Exercise details:
Output the data that follows exactly, line for line.

Stored data entries
---*---

//! Connector change detection across polls.
//!
//! A feed serving the same item twice publishes once and then reports
//! `skipped_unchanged = 1`; a changed item publishes again. Every poll
//! satisfies `fetched = published + skipped_unchanged + failed`.

use axum::extract::State;
use axum::routing::get;
use axum::{Json, Router};
use serde_json::{json, Value};
use std::sync::{Arc, Mutex};
use std::time::Duration;

use connectors::json_feed::JsonFeedFactory;
use sr_bus::{EventStreamReader, MemoryBus};
use sr_connector::{ConnectorConfig, ConnectorContext, ConnectorFactory, PollSummary};
use sr_state::{ConnectorMetricsStore, ConnectorStateStore, MemoryStateStore};

type FeedBody = Arc<Mutex<Value>>;

async fn serve_mutable_feed(initial: Value) -> (String, FeedBody) {
    let body: FeedBody = Arc::new(Mutex::new(initial));
    let handler_body = body.clone();
    let router = Router::new()
        .route(
            "/feed",
            get(|State(body): State<FeedBody>| async move {
                let value = body.lock().unwrap().clone();
                Json(value)
            }),
        )
        .with_state(handler_body);
    let listener = tokio::net::TcpListener::bind("127.0.0.1:0").await.unwrap();
    let addr = listener.local_addr().unwrap();
    tokio::spawn(async move {
        let _ = axum::serve(listener, router).await;
    });
    (format!("http://{}/feed", addr), body)
}

fn assert_partition(summary: &PollSummary) {
    assert_eq!(
        summary.fetched,
        summary.published + summary.skipped_unchanged + summary.failed,
        "poll summary must partition fetched"
    );
}

#[tokio::test]
async fn unchanged_item_is_skipped_until_it_changes() {
    let (url, feed) = serve_mutable_feed(json!([
        {"id": "alert-1", "content": "storm watch", "region": "US-FL"}
    ]))
    .await;

    let cfg: ConnectorConfig = serde_json::from_value(json!({
        "name": "weather",
        "type": "json-feed",
        "provider_config": {"url": url, "source_type": "WEATHER"},
    }))
    .unwrap();
    let bus = MemoryBus::new();
    let store = MemoryStateStore::new();
    let connector = JsonFeedFactory
        .create(
            &cfg,
            &ConnectorContext {
                publisher: Arc::new(bus.clone()),
                state_store: Arc::new(store.clone()),
            },
        )
        .unwrap();

    // Poll 1: new item publishes.
    let first = connector.poll().await.unwrap();
    assert_partition(&first);
    assert_eq!((first.published, first.skipped_unchanged), (1, 0));

    // Poll 2: identical item is skipped.
    let second = connector.poll().await.unwrap();
    assert_partition(&second);
    assert_eq!((second.published, second.skipped_unchanged), (0, 1));

    // Poll 3: the item changed; it publishes again.
    *feed.lock().unwrap() = json!([
        {"id": "alert-1", "content": "storm warning upgraded", "region": "US-FL"}
    ]);
    let third = connector.poll().await.unwrap();
    assert_partition(&third);
    assert_eq!((third.published, third.skipped_unchanged), (1, 0));

    let records = bus.read_recent("raw-input-signals", 10).await.unwrap();
    assert_eq!(records.len(), 2);
    assert_eq!(records[0].message["content"], "storm watch");
    assert_eq!(records[1].message["content"], "storm warning upgraded");

    // Cursor state persisted under the connector's name.
    let state = store.load("weather").await.unwrap().unwrap();
    assert!(state.latest["item_versions"].is_object());
}

#[tokio::test]
async fn runner_records_metrics_per_poll() {
    let (url, _feed) = serve_mutable_feed(json!([
        {"id": "alert-1", "content": "road closed", "region": "US-TX"}
    ]))
    .await;

    let cfg: ConnectorConfig = serde_json::from_value(json!({
        "name": "traffic",
        "type": "json-feed",
        "provider_config": {"url": url, "source_type": "TRAFFIC"},
    }))
    .unwrap();
    let bus = MemoryBus::new();
    let store = MemoryStateStore::new();
    let connector = JsonFeedFactory
        .create(
            &cfg,
            &ConnectorContext {
                publisher: Arc::new(bus.clone()),
                state_store: Arc::new(store.clone()),
            },
        )
        .unwrap();

    let runner = sr_connector::ConnectorRunner::new(
        connector,
        Arc::new(store.clone()),
        Arc::new(store.clone()),
        Duration::from_millis(10),
        Duration::from_secs(30),
    );
    runner.run_once().await;
    runner.run_once().await;

    let metrics = store.snapshot("traffic").await.unwrap().unwrap();
    assert_eq!(metrics.total_polls, 2);
    assert_eq!(metrics.successful_polls, 2);
    assert_eq!(metrics.items_fetched, 2);
    assert_eq!(metrics.items_published, 1, "second poll skipped unchanged");
    assert!(store
        .is_healthy("traffic", Duration::from_secs(60))
        .await
        .unwrap());
}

---*---

Output:
//! Connector change detection across polls.
//!
//! A feed serving the same item twice publishes once and then reports
//! `skipped_unchanged = 1`; a changed item publishes again. Every poll
//! satisfies `fetched = published + skipped_unchanged + failed`.

use axum::extract::State;
use axum::routing::get;
use axum::{Json, Router};
use serde_json::{json, Value};
use std::sync::{Arc, Mutex};
use std::time::Duration;

use connectors::json_feed::JsonFeedFactory;
use sr_bus::{EventStreamReader, MemoryBus};
use sr_connector::{ConnectorConfig, ConnectorContext, ConnectorFactory, PollSummary};
use sr_state::{ConnectorMetricsStore, ConnectorStateStore, MemoryStateStore};

type FeedBody = Arc<Mutex<Value>>;

async fn serve_mutable_feed(initial: Value) -> (String, FeedBody) {
    let body: FeedBody = Arc::new(Mutex::new(initial));
    let handler_body = body.clone();
    let router = Router::new()
        .route(
            "/feed",
            get(|State(body): State<FeedBody>| async move {
                let value = body.lock().unwrap().clone();
                Json(value)
            }),
        )
        .with_state(handler_body);
    let listener = tokio::net::TcpListener::bind("127.0.0.1:0").await.unwrap();
    let addr = listener.local_addr().unwrap();
    tokio::spawn(async move {
        let _ = axum::serve(listener, router).await;
    });
    (format!("http://{}/feed", addr), body)
}

fn assert_partition(summary: &PollSummary) {
    assert_eq!(
        summary.fetched,
        summary.published + summary.skipped_unchanged + summary.failed,
        "poll summary must partition fetched"
    );
}

#[tokio::test]
async fn unchanged_item_is_skipped_until_it_changes() {
    let (url, feed) = serve_mutable_feed(json!([
        {"id": "alert-1", "content": "storm watch", "region": "US-FL"}
    ]))
    .await;

    let cfg: ConnectorConfig = serde_json::from_value(json!({
        "name": "weather",
        "type": "json-feed",
        "provider_config": {"url": url, "source_type": "WEATHER"},
    }))
    .unwrap();
    let bus = MemoryBus::new();
    let store = MemoryStateStore::new();
    let connector = JsonFeedFactory
        .create(
            &cfg,
            &ConnectorContext {
                publisher: Arc::new(bus.clone()),
                state_store: Arc::new(store.clone()),
            },
        )
        .unwrap();

    // Poll 1: new item publishes.
    let first = connector.poll().await.unwrap();
    assert_partition(&first);
    assert_eq!((first.published, first.skipped_unchanged), (1, 0));

    // Poll 2: identical item is skipped.
    let second = connector.poll().await.unwrap();
    assert_partition(&second);
    assert_eq!((second.published, second.skipped_unchanged), (0, 1));

    // Poll 3: the item changed; it publishes again.
    *feed.lock().unwrap() = json!([
        {"id": "alert-1", "content": "storm warning upgraded", "region": "US-FL"}
    ]);
    let third = connector.poll().await.unwrap();
    assert_partition(&third);
    assert_eq!((third.published, third.skipped_unchanged), (1, 0));

    let records = bus.read_recent("raw-input-signals", 10).await.unwrap();
    assert_eq!(records.len(), 2);
    assert_eq!(records[0].message["content"], "storm watch");
    assert_eq!(records[1].message["content"], "storm warning upgraded");

    // Cursor state persisted under the connector's name.
    let state = store.load("weather").await.unwrap().unwrap();
    assert!(state.latest["item_versions"].is_object());
}

#[tokio::test]
async fn runner_records_metrics_per_poll() {
    let (url, _feed) = serve_mutable_feed(json!([
        {"id": "alert-1", "content": "road closed", "region": "US-TX"}
    ]))
    .await;

    let cfg: ConnectorConfig = serde_json::from_value(json!({
        "name": "traffic",
        "type": "json-feed",
        "provider_config": {"url": url, "source_type": "TRAFFIC"},
    }))
    .unwrap();
    let bus = MemoryBus::new();
    let store = MemoryStateStore::new();
    let connector = JsonFeedFactory
        .create(
            &cfg,
            &ConnectorContext {
                publisher: Arc::new(bus.clone()),
                state_store: Arc::new(store.clone()),
            },
        )
        .unwrap();

    let runner = sr_connector::ConnectorRunner::new(
        connector,
        Arc::new(store.clone()),
        Arc::new(store.clone()),
        Duration::from_millis(10),
        Duration::from_secs(30),
    );
    runner.run_once().await;
    runner.run_once().await;

    let metrics = store.snapshot("traffic").await.unwrap().unwrap();
    assert_eq!(metrics.total_polls, 2);
    assert_eq!(metrics.successful_polls, 2);
    assert_eq!(metrics.items_fetched, 2);
    assert_eq!(metrics.items_published, 1, "second poll skipped unchanged");
    assert!(store
        .is_healthy("traffic", Duration::from_secs(60))
        .await
        .unwrap());
}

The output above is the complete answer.